A hearing was held on October 6, and on October 7, the Enterprise Chamber ruled to extend and formalize the interim measures. The court:
Confirmed Zhang's suspension from all directorial duties at both Nexperia Holding and Nexperia B.V.;
Appointed an independent foreign director with decisive voting rights to represent the companies;
Placed all Nexperia shares (except one) under court-appointed custodianship until the investigation concludes or a final judgment is issued.
Impact on Wingtech
Wingtech began acquiring stakes in Nexperia in 2018 and achieved full ownership in 2021, investing over RMB 33 billion (approximately USD 4.5 billion)—the largest outbound semiconductor acquisition by a Chinese company to date.
Wingtech's operations span two main segments: integrated product manufacturing (ODM) and semiconductors. In 2024, the two businesses contributed RMB 58.27 billion and RMB 14.72 billion in revenue, accounting for 79.2% and 20.0% of total sales, respectively. The semiconductor division, which primarily consists of Nexperia, generated a gross margin of 37.5%.
In the first half of 2025, Wingtech reported revenue of RMB 25.34 billion and a net profit of RMB 474 million, up 237% year-on-year. Semiconductor revenue reached RMB 7.83 billion, rising 11.2% from a year earlier, with net profit increasing 17.0% to RMB 1.26 billion.
The company recently sold its ODM assets, including operations in Hong Kong, Indonesia, Wuxi, and India, to focus on its semiconductor business. Following these divestitures, Nexperia remains Wingtech's only major operating asset.
Analysts note that if the Dutch government later requires Wingtech to divest Nexperia, the Chinese firm could effectively become a shell company.
Company Response
Wingtech said Nexperia's daily operations remain stable for now but acknowledged that the government order and court rulings could temporarily disrupt decision-making and resource allocation. While its shareholder control rights are restricted, Wingtech emphasized that its economic interests in Nexperia remain intact.

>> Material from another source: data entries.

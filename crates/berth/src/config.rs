//! Provisioner configuration.
//!
//! Configuration is a TOML document addressed with `section:key` paths, so
//! `swarm:host` reads `host` from the `[swarm]` table:
//!
//! ```toml
//! [swarm]
//! host = "tcp://10.0.0.2:2375"
//!
//! [aws]
//! accesskey = "AKIA..."
//! secretkey = "..."
//!
//! [docker]
//! timeout_secs = 30
//! ```

use std::path::Path;
use std::time::Duration;

use berth_common::{BerthError, BerthResult};

/// Shared pool address used for the `baremetal` endpoint.
pub const SWARM_HOST: &str = "swarm:host";
/// Naming service access key.
pub const AWS_ACCESS_KEY: &str = "aws:accesskey";
/// Naming service secret key.
pub const AWS_SECRET_KEY: &str = "aws:secretkey";
/// Deadline for each external call, in seconds.
pub const DOCKER_TIMEOUT: &str = "docker:timeout_secs";

const DEFAULT_TIMEOUT_SECS: u64 = 30;

/// Credentials handed to the naming service.
#[derive(Clone, PartialEq, Eq)]
pub struct AwsCredentials {
    /// Access key.
    pub access_key: String,
    /// Secret key.
    pub secret_key: String,
}

impl std::fmt::Debug for AwsCredentials {
    fn fmt(&self, f: &mut std::fmt::Formatter<'_>) -> std::fmt::Result {
        f.debug_struct("AwsCredentials")
            .field("access_key", &self.access_key)
            .field("secret_key", &"<redacted>")
            .finish()
    }
}

/// Provisioner configuration, injected into the resolver and binder.
#[derive(Debug, Clone, Default)]
pub struct ProvisionerConfig {
    table: toml::Table,
}

impl ProvisionerConfig {
    /// Create an empty configuration.
    #[must_use]
    pub fn new() -> Self {
        Self::default()
    }

    /// Parse configuration from a TOML string.
    ///
    /// # Errors
    ///
    /// Returns a configuration error if the document is not valid TOML.
    pub fn from_toml_str(content: &str) -> BerthResult<Self> {
        let table: toml::Table = toml::from_str(content)?;
        Ok(Self { table })
    }

    /// Load configuration from a TOML file.
    ///
    /// # Errors
    ///
    /// Returns an error if the file cannot be read or parsed.
    pub fn from_file(path: impl AsRef<Path>) -> BerthResult<Self> {
        let path = path.as_ref();
        let content = std::fs::read_to_string(path).map_err(|e| {
            BerthError::config(format!("Failed to read {}: {}", path.display(), e))
        })?;
        let config = Self::from_toml_str(&content)?;
        tracing::debug!(path = %path.display(), "Loaded provisioner configuration");
        Ok(config)
    }

    /// Set a string value at a `section:key` path.
    #[must_use]
    pub fn with_value(mut self, key: &str, value: impl Into<String>) -> Self {
        let mut parts = key.split(':').peekable();
        let mut table = &mut self.table;
        while let Some(part) = parts.next() {
            if parts.peek().is_none() {
                table.insert(part.to_string(), toml::Value::String(value.into()));
                break;
            }
            let entry = table
                .entry(part.to_string())
                .or_insert_with(|| toml::Value::Table(toml::Table::new()));
            if !entry.is_table() {
                *entry = toml::Value::Table(toml::Table::new());
            }
            match entry {
                toml::Value::Table(next) => table = next,
                _ => break,
            }
        }
        self
    }

    fn lookup(&self, key: &str) -> Option<&toml::Value> {
        let mut parts = key.split(':');
        let first = parts.next()?;
        let mut value = self.table.get(first)?;
        for part in parts {
            value = value.as_table()?.get(part)?;
        }
        Some(value)
    }

    /// Read a string value.
    ///
    /// # Errors
    ///
    /// Returns a configuration error if the key is absent or not a string.
    pub fn get_string(&self, key: &str) -> BerthResult<String> {
        match self.lookup(key) {
            Some(toml::Value::String(s)) => Ok(s.clone()),
            Some(other) => Err(BerthError::config(format!(
                "{} must be a string, found {}",
                key,
                other.type_str()
            ))),
            None => Err(BerthError::config(format!(
                "missing configuration key {}",
                key
            ))),
        }
    }

    /// The shared pool address behind the `baremetal` endpoint.
    ///
    /// # Errors
    ///
    /// Returns a configuration error if `swarm:host` is not set.
    pub fn swarm_host(&self) -> BerthResult<String> {
        self.get_string(SWARM_HOST)
    }

    /// Naming service credentials.
    ///
    /// # Errors
    ///
    /// Returns a configuration error if either key is not set.
    pub fn aws_credentials(&self) -> BerthResult<AwsCredentials> {
        Ok(AwsCredentials {
            access_key: self.get_string(AWS_ACCESS_KEY)?,
            secret_key: self.get_string(AWS_SECRET_KEY)?,
        })
    }

    /// Deadline for each external call (default 30 seconds).
    ///
    /// A malformed value falls back to the default with a warning.
    #[must_use]
    pub fn request_timeout(&self) -> Duration {
        let secs = match self.lookup(DOCKER_TIMEOUT) {
            None => DEFAULT_TIMEOUT_SECS,
            Some(toml::Value::Integer(n)) if *n > 0 => n.unsigned_abs(),
            Some(toml::Value::String(s)) => {
                s.parse::<u64>().ok().filter(|n| *n > 0).unwrap_or_else(|| {
                    tracing::warn!(value = %s, "Invalid {}, using default", DOCKER_TIMEOUT);
                    DEFAULT_TIMEOUT_SECS
                })
            }
            Some(other) => {
                tracing::warn!(value = %other, "Invalid {}, using default", DOCKER_TIMEOUT);
                DEFAULT_TIMEOUT_SECS
            }
        };
        Duration::from_secs(secs)
    }
}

The company said it is maintaining close communication with suppliers and customers to stabilize production and sales, and has engaged international law firms to explore legal remedies. It also pledged to "take all possible actions to safeguard the legitimate rights and interests of the company and its shareholders" and to cooperate with government authorities.
Wingtech's shares and convertible bonds are set to resume trading on October 13 after being suspended for verification of material information.